→ Exercise aim
What is needed is an exact copy of all the records below.

→ Collected data entries
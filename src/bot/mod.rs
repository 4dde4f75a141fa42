mod results;
pub mod telegram;

use crate::{config::Config, media::MediaResolver};
use anyhow::{Context, Result};
use std::sync::Arc;

pub async fn run(token: String, config: &Config) -> Result<()> {
    let resolver =
        MediaResolver::new(&config.search).context("Failed to initialize media resolver")?;

    let bot = telegram::TelegramBot::new(token, Arc::new(resolver));
    bot.run().await
}
use super::results::resolve_inline_answer;
use crate::{media::MediaSource, utils::mask_token};
use anyhow::Result;
use std::sync::Arc;
use teloxide::{
    dispatching::UpdateHandler, error_handlers::LoggingErrorHandler, prelude::*,
    utils::command::BotCommands,
};
use tracing::{debug, info};

const START_MESSAGE: &str = "Hi! I search 9GAG for GIFs, videos and pictures.\n\n\
Type my username followed by some keywords in any chat, for example \
\"@gagmedia_bot funny cat\", and pick a result to send it. \
Scroll down for more results.";

#[derive(BotCommands, Clone)]
#[command(rename_rule = "lowercase", description = "These commands are supported:")]
enum Command {
    #[command(description = "Show how to use the bot.")]
    Start,
    #[command(description = "Show how to use the bot.")]
    Help,
}

pub struct TelegramBot {
    bot: Bot,
    source: Arc<dyn MediaSource>,
}

impl TelegramBot {
    pub fn new(token: String, source: Arc<dyn MediaSource>) -> Self {
        info!(
            "Telegram bot initialized - token: {}, media source: {}",
            mask_token(&token),
            source.name()
        );

        Self {
            bot: Bot::new(token),
            source,
        }
    }

    pub async fn run(self) -> Result<()> {
        info!("Telegram bot starting...");

        Dispatcher::builder(self.bot, schema())
            .dependencies(dptree::deps![self.source])
            .default_handler(|upd| async move {
                debug!("Unhandled update: {:?}", upd.kind);
            })
            .error_handler(LoggingErrorHandler::with_custom_text(
                "Error in update handler",
            ))
            .enable_ctrlc_handler()
            .build()
            .dispatch()
            .await;

        info!("Telegram bot stopped");
        Ok(())
    }
}

fn schema() -> UpdateHandler<teloxide::RequestError> {
    dptree::entry()
        .branch(
            Update::filter_message()
                .filter_command::<Command>()
                .endpoint(handle_command),
        )
        .branch(Update::filter_inline_query().endpoint(handle_inline_query))
}

async fn handle_command(bot: Bot, msg: Message, cmd: Command) -> ResponseResult<()> {
    match cmd {
        Command::Start | Command::Help => {
            bot.send_message(msg.chat.id, START_MESSAGE).await?;
        }
    }
    Ok(())
}

async fn handle_inline_query(
    bot: Bot,
    query: InlineQuery,
    source: Arc<dyn MediaSource>,
) -> ResponseResult<()> {
    let answer = resolve_inline_answer(source.as_ref(), &query.query, &query.offset).await;

    info!(
        user = query.from.id.0,
        query_id = ?query.id,
        keywords = %query.query,
        offset = %query.offset,
        next_cursor = %answer.next_offset,
        results = answer.results.len(),
        "Answering inline query"
    );

    bot.answer_inline_query(query.id, answer.results)
        .is_personal(true)
        .next_offset(answer.next_offset)
        .await?;

    Ok(())
}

→ Exercise output
filename src/bot/mod.rs
repository 4dde4f75a141fa42
mod results;
pub mod telegram;

use crate::{config::Config, media::MediaResolver};
use anyhow::{Context, Result};
use std::sync::Arc;

pub async fn run(token: String, config: &Config) -> Result<()> {
    let resolver =
        MediaResolver::new(&config.search).context("Failed to initialize media resolver")?;

    let bot = telegram::TelegramBot::new(token, Arc::new(resolver));
    bot.run().await
}
use super::results::resolve_inline_answer;
use crate::{media::MediaSource, utils::mask_token};
use anyhow::Result;
use std::sync::Arc;
use teloxide::{
    dispatching::UpdateHandler, error_handlers::LoggingErrorHandler, prelude::*,
    utils::command::BotCommands,
};
use tracing::{debug, info};

const START_MESSAGE: &str = "Hi! I search 9GAG for GIFs, videos and pictures.\n\n\
Type my username followed by some keywords in any chat, for example \
\"@gagmedia_bot funny cat\", and pick a result to send it. \
Scroll down for more results.";

#[derive(BotCommands, Clone)]
#[command(rename_rule = "lowercase", description = "These commands are supported:")]
enum Command {
    #[command(description = "Show how to use the bot.")]
    Start,
    #[command(description = "Show how to use the bot.")]
    Help,
}

pub struct TelegramBot {
    bot: Bot,
    source: Arc<dyn MediaSource>,
}

impl TelegramBot {
    pub fn new(token: String, source: Arc<dyn MediaSource>) -> Self {
        info!(
            "Telegram bot initialized - token: {}, media source: {}",
            mask_token(&token),
            source.name()
        );

        Self {
            bot: Bot::new(token),
            source,
        }
    }

    pub async fn run(self) -> Result<()> {
        info!("Telegram bot starting...");

        Dispatcher::builder(self.bot, schema())
            .dependencies(dptree::deps![self.source])
            .default_handler(|upd| async move {
                debug!("Unhandled update: {:?}", upd.kind);
            })
            .error_handler(LoggingErrorHandler::with_custom_text(
                "Error in update handler",
            ))
            .enable_ctrlc_handler()
            .build()
            .dispatch()
            .await;

        info!("Telegram bot stopped");
        Ok(())
    }
}

fn schema() -> UpdateHandler<teloxide::RequestError> {
    dptree::entry()
        .branch(
            Update::filter_message()
                .filter_command::<Command>()
                .endpoint(handle_command),
        )
        .branch(Update::filter_inline_query().endpoint(handle_inline_query))
}

async fn handle_command(bot: Bot, msg: Message, cmd: Command) -> ResponseResult<()> {
    match cmd {
        Command::Start | Command::Help => {
            bot.send_message(msg.chat.id, START_MESSAGE).await?;
        }
    }
    Ok(())
}

async fn handle_inline_query(
    bot: Bot,
    query: InlineQuery,
    source: Arc<dyn MediaSource>,
) -> ResponseResult<()> {
    let answer = resolve_inline_answer(source.as_ref(), &query.query, &query.offset).await;

    info!(
        user = query.from.id.0,
        query_id = ?query.id,
        keywords = %query.query,
        offset = %query.offset,
        next_cursor = %answer.next_offset,
        results = answer.results.len(),
        "Answering inline query"
    );

    bot.answer_inline_query(query.id, answer.results)
        .is_personal(true)
        .next_offset(answer.next_offset)
        .await?;

    Ok(())
}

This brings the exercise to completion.